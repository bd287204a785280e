use crate::handlers;
use crate::state::AppState;
use axum::{
    routing::{delete, get, post},
    Router,
};

pub fn router(state: AppState) -> Router {
    Router::new()
        .route("/", get(handlers::index))
        .route("/tab/:tab", post(handlers::select_tab))
        .route("/calendar/prev", post(handlers::calendar_prev))
        .route("/calendar/next", post(handlers::calendar_next))
        .route("/activities", post(handlers::submit_form))
        .route("/activities/:id/delete", post(handlers::delete_form))
        .route("/insight/refresh", post(handlers::refresh_form))
        .route(
            "/api/activities",
            get(handlers::list_activities).post(handlers::create_activity),
        )
        .route("/api/activities/recent", get(handlers::recent_activities))
        .route("/api/activities/:id", delete(handlers::delete_activity))
        .route("/api/stats", get(handlers::get_stats))
        .route("/api/calendar", get(handlers::get_calendar))
        .route(
            "/api/insight",
            get(handlers::get_insight).post(handlers::post_insight),
        )
        .with_state(state)
}
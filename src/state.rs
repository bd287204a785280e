use crate::form::ActivityForm;
use crate::insight::TextGenerator;
use crate::models::{AppData, Tab};
use chrono::NaiveDate;
use std::{path::PathBuf, sync::Arc};
use tokio::sync::Mutex;

/// Per-session view state; not persisted.
#[derive(Debug, Clone)]
pub struct UiState {
    pub active_tab: Tab,
    pub form: ActivityForm,
    /// Any day inside the month the calendar shows.
    pub calendar_month: NaiveDate,
    pub insight_loading: bool,
}

impl UiState {
    pub fn new(today: NaiveDate) -> Self {
        Self {
            active_tab: Tab::Calendar,
            form: ActivityForm::new(today),
            calendar_month: today,
            insight_loading: false,
        }
    }

    /// Opening a tab starts it fresh: a blank form, or the current month.
    pub fn show(&mut self, tab: Tab, today: NaiveDate) {
        match tab {
            Tab::Form if self.active_tab != Tab::Form => self.form = ActivityForm::new(today),
            Tab::Calendar if self.active_tab != Tab::Calendar => self.calendar_month = today,
            _ => {}
        }
        self.active_tab = tab;
    }
}

#[derive(Clone)]
pub struct AppState {
    pub data_path: PathBuf,
    pub data: Arc<Mutex<AppData>>,
    pub ui: Arc<Mutex<UiState>>,
    pub insight: Arc<dyn TextGenerator>,
}

impl AppState {
    pub fn new(
        data_path: PathBuf,
        data: AppData,
        today: NaiveDate,
        insight: Arc<dyn TextGenerator>,
    ) -> Self {
        Self {
            data_path,
            data: Arc::new(Mutex::new(data)),
            ui: Arc::new(Mutex::new(UiState::new(today))),
            insight,
        }
    }
}
use once_cell::sync::Lazy;
use reqwest::{Client, StatusCode};
use serde::Deserialize;
use std::net::TcpListener;
use std::path::{Path, PathBuf};
use std::process::{Child, Command, Stdio};
use std::sync::Arc;
use std::time::{Duration, Instant};
use tokio::sync::Mutex;
use tokio::time::sleep;

#[derive(Debug, Deserialize)]
struct Activity {
    id: String,
    #[serde(rename = "type")]
    activity_type: String,
    duration: u32,
    distance: Option<f64>,
    date: String,
    notes: Option<String>,
}

#[derive(Debug, Deserialize)]
struct Stats {
    count: usize,
    total_duration: u64,
    total_distance: f64,
}

#[derive(Debug, Deserialize)]
struct Insight {
    insight: String,
    loading: bool,
}

struct TestServer {
    base_url: String,
    child: Child,
}

impl Drop for TestServer {
    fn drop(&mut self) {
        let _ = self.child.kill();
        let _ = self.child.wait();
    }
}

static TEST_LOCK: Lazy<Mutex<()>> = Lazy::new(|| Mutex::new(()));
static SERVER: Lazy<Mutex<Option<Arc<TestServer>>>> = Lazy::new(|| Mutex::new(None));

#[cfg(unix)]
mod cleanup {
    use std::sync::atomic::{AtomicI32, Ordering};
    use std::sync::Once;

    static REGISTER: Once = Once::new();
    static PID: AtomicI32 = AtomicI32::new(0);

    pub fn register(pid: u32) {
        REGISTER.call_once(|| {
            PID.store(pid as i32, Ordering::SeqCst);
            unsafe {
                libc::atexit(on_exit);
            }
        });
    }

    extern "C" fn on_exit() {
        let pid = PID.load(Ordering::SeqCst);
        if pid > 0 {
            unsafe {
                libc::kill(pid, libc::SIGTERM);
            }
        }
    }
}

fn pick_free_port() -> u16 {
    let listener = TcpListener::bind("127.0.0.1:0").expect("bind random port");
    let port = listener.local_addr().unwrap().port();
    drop(listener);
    port
}

fn unique_data_path(tag: &str) -> PathBuf {
    let nanos = std::time::SystemTime::now()
        .duration_since(std::time::UNIX_EPOCH)
        .unwrap()
        .as_nanos();
    let mut path = std::env::temp_dir();
    path.push(format!(
        "fit_track_http_{tag}_{}_{}.json",
        std::process::id(),
        nanos
    ));
    path
}

async fn wait_until_ready(base_url: &str) {
    let client = Client::new();
    let deadline = Instant::now() + Duration::from_secs(3);
    loop {
        if let Ok(resp) = client.get(format!("{base_url}/api/stats")).send().await {
            if resp.status().is_success() {
                return;
            }
        }
        if Instant::now() > deadline {
            panic!("server did not become ready");
        }
        sleep(Duration::from_millis(100)).await;
    }
}

async fn spawn_server(data_path: &Path) -> TestServer {
    let port = pick_free_port();
    let child = Command::new(env!("CARGO_BIN_EXE_fit_track"))
        .env("PORT", port.to_string())
        .env("APP_DATA_PATH", data_path)
        .env("RUST_LOG", "info")
        .env_remove("GEMINI_API_KEY")
        .env_remove("API_KEY")
        .stdout(Stdio::inherit())
        .stderr(Stdio::inherit())
        .spawn()
        .expect("failed to spawn server");

    let base_url = format!("http://127.0.0.1:{port}");
    wait_until_ready(&base_url).await;

    TestServer { base_url, child }
}

async fn shared_server() -> Arc<TestServer> {
    let mut guard = SERVER.lock().await;
    if let Some(server) = guard.as_ref() {
        return Arc::clone(server);
    }
    let server = spawn_server(&unique_data_path("shared")).await;
    #[cfg(unix)]
    cleanup::register(server.child.id());
    let server = Arc::new(server);
    *guard = Some(Arc::clone(&server));
    server
}

async fn post_activity(client: &Client, base_url: &str, body: serde_json::Value) -> Activity {
    let response = client
        .post(format!("{base_url}/api/activities"))
        .json(&body)
        .send()
        .await
        .unwrap();
    assert_eq!(response.status(), StatusCode::CREATED);
    response.json().await.unwrap()
}

async fn list_activities(client: &Client, base_url: &str) -> Vec<Activity> {
    client
        .get(format!("{base_url}/api/activities"))
        .send()
        .await
        .unwrap()
        .json()
        .await
        .unwrap()
}

async fn get_stats(client: &Client, base_url: &str) -> Stats {
    client
        .get(format!("{base_url}/api/stats"))
        .send()
        .await
        .unwrap()
        .json()
        .await
        .unwrap()
}

#[tokio::test]
async fn http_create_activity_updates_stats() {
    let _guard = TEST_LOCK.lock().await;
    let server = shared_server().await;
    let client = Client::new();

    let before = get_stats(&client, &server.base_url).await;

    let created = post_activity(
        &client,
        &server.base_url,
        serde_json::json!({
            "type": "Run",
            "duration": "30",
            "distance": "5",
            "date": "2024-03-10"
        }),
    )
    .await;
    assert_eq!(created.activity_type, "Run");
    assert_eq!(created.duration, 30);
    assert_eq!(created.distance, Some(5.0));
    assert_eq!(created.date, "2024-03-10");
    assert_eq!(created.notes.as_deref(), Some(""));
    assert!(!created.id.is_empty());

    let after = get_stats(&client, &server.base_url).await;
    assert_eq!(after.count, before.count + 1);
    assert_eq!(after.total_duration, before.total_duration + 30);
    assert!((after.total_distance - before.total_distance - 5.0).abs() < 1e-9);
}

#[tokio::test]
async fn http_missing_duration_is_rejected() {
    let _guard = TEST_LOCK.lock().await;
    let server = shared_server().await;
    let client = Client::new();

    let before = get_stats(&client, &server.base_url).await;
    let response = client
        .post(format!("{}/api/activities", server.base_url))
        .json(&serde_json::json!({ "type": "Walk", "duration": "" }))
        .send()
        .await
        .unwrap();
    assert_eq!(response.status(), StatusCode::BAD_REQUEST);

    let after = get_stats(&client, &server.base_url).await;
    assert_eq!(after.count, before.count);
}

#[tokio::test]
async fn http_delete_removes_only_that_activity() {
    let _guard = TEST_LOCK.lock().await;
    let server = shared_server().await;
    let client = Client::new();

    let keep = post_activity(
        &client,
        &server.base_url,
        serde_json::json!({ "type": "Gym", "duration": "45", "date": "2024-03-11" }),
    )
    .await;
    let remove = post_activity(
        &client,
        &server.base_url,
        serde_json::json!({ "type": "Walk", "duration": "20", "date": "2024-03-11" }),
    )
    .await;

    let before = list_activities(&client, &server.base_url).await;
    let response = client
        .delete(format!("{}/api/activities/{}", server.base_url, remove.id))
        .send()
        .await
        .unwrap();
    assert_eq!(response.status(), StatusCode::NO_CONTENT);

    let after = list_activities(&client, &server.base_url).await;
    assert_eq!(after.len(), before.len() - 1);
    assert!(after.iter().all(|activity| activity.id != remove.id));
    assert!(after.iter().any(|activity| activity.id == keep.id));

    let response = client
        .delete(format!("{}/api/activities/{}", server.base_url, remove.id))
        .send()
        .await
        .unwrap();
    assert_eq!(response.status(), StatusCode::NOT_FOUND);
}

#[tokio::test]
async fn http_activities_survive_restart() {
    let data_path = unique_data_path("restart");
    let client = Client::new();

    let server = spawn_server(&data_path).await;
    let first = post_activity(
        &client,
        &server.base_url,
        serde_json::json!({ "type": "Cycling", "duration": "90", "distance": "32.5", "date": "2024-03-09" }),
    )
    .await;
    drop(server);

    let server = spawn_server(&data_path).await;
    let second = post_activity(
        &client,
        &server.base_url,
        serde_json::json!({ "type": "Run", "duration": "30", "date": "2024-03-10" }),
    )
    .await;

    let activities = list_activities(&client, &server.base_url).await;
    assert_eq!(activities.len(), 2);
    assert_eq!(activities[0].id, first.id);
    assert_eq!(activities[0].distance, Some(32.5));
    assert_ne!(second.id, first.id);
    drop(server);
    let _ = std::fs::remove_file(&data_path);
}

#[tokio::test]
async fn http_invalid_stored_activities_start_empty() {
    let data_path = unique_data_path("corrupt");
    std::fs::write(
        &data_path,
        r#"{"fit_track_activities":"[{broken","fit_track_last_insight":"Bom ritmo!"}"#,
    )
    .unwrap();

    let server = spawn_server(&data_path).await;
    let client = Client::new();

    assert!(list_activities(&client, &server.base_url).await.is_empty());

    let page = client.get(&server.base_url).send().await.unwrap();
    assert!(page.status().is_success());
    let html = page.text().await.unwrap();
    assert!(html.contains("Bom ritmo!"));

    drop(server);
    let _ = std::fs::remove_file(&data_path);
}

#[tokio::test]
async fn http_insight_without_api_key_falls_back() {
    let data_path = unique_data_path("insight");
    let server = spawn_server(&data_path).await;
    let client = Client::new();

    let insight: Insight = client
        .post(format!("{}/api/insight", server.base_url))
        .send()
        .await
        .unwrap()
        .json()
        .await
        .unwrap();
    assert_eq!(
        insight.insight,
        "Comece a registrar suas atividades para receber insights personalizados!"
    );
    assert!(!insight.loading);

    post_activity(
        &client,
        &server.base_url,
        serde_json::json!({ "type": "Walk", "duration": "25", "date": "2024-03-12" }),
    )
    .await;
    let insight: Insight = client
        .post(format!("{}/api/insight", server.base_url))
        .send()
        .await
        .unwrap()
        .json()
        .await
        .unwrap();
    assert_eq!(insight.insight, "Mantenha o foco nos seus objetivos de saúde!");

    let stored: Insight = client
        .get(format!("{}/api/insight", server.base_url))
        .send()
        .await
        .unwrap()
        .json()
        .await
        .unwrap();
    assert_eq!(stored.insight, insight.insight);

    drop(server);
    let _ = std::fs::remove_file(&data_path);
}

### [Assignment]
From the listing, reproduce every line where the word "static" is present.

### [Answer to this task]
static TEST_LOCK: Lazy<Mutex<()>> = Lazy::new(|| Mutex::new(()));
static SERVER: Lazy<Mutex<Option<Arc<TestServer>>>> = Lazy::new(|| Mutex::new(None));
    static REGISTER: Once = Once::new();
    static PID: AtomicI32 = AtomicI32::new(0);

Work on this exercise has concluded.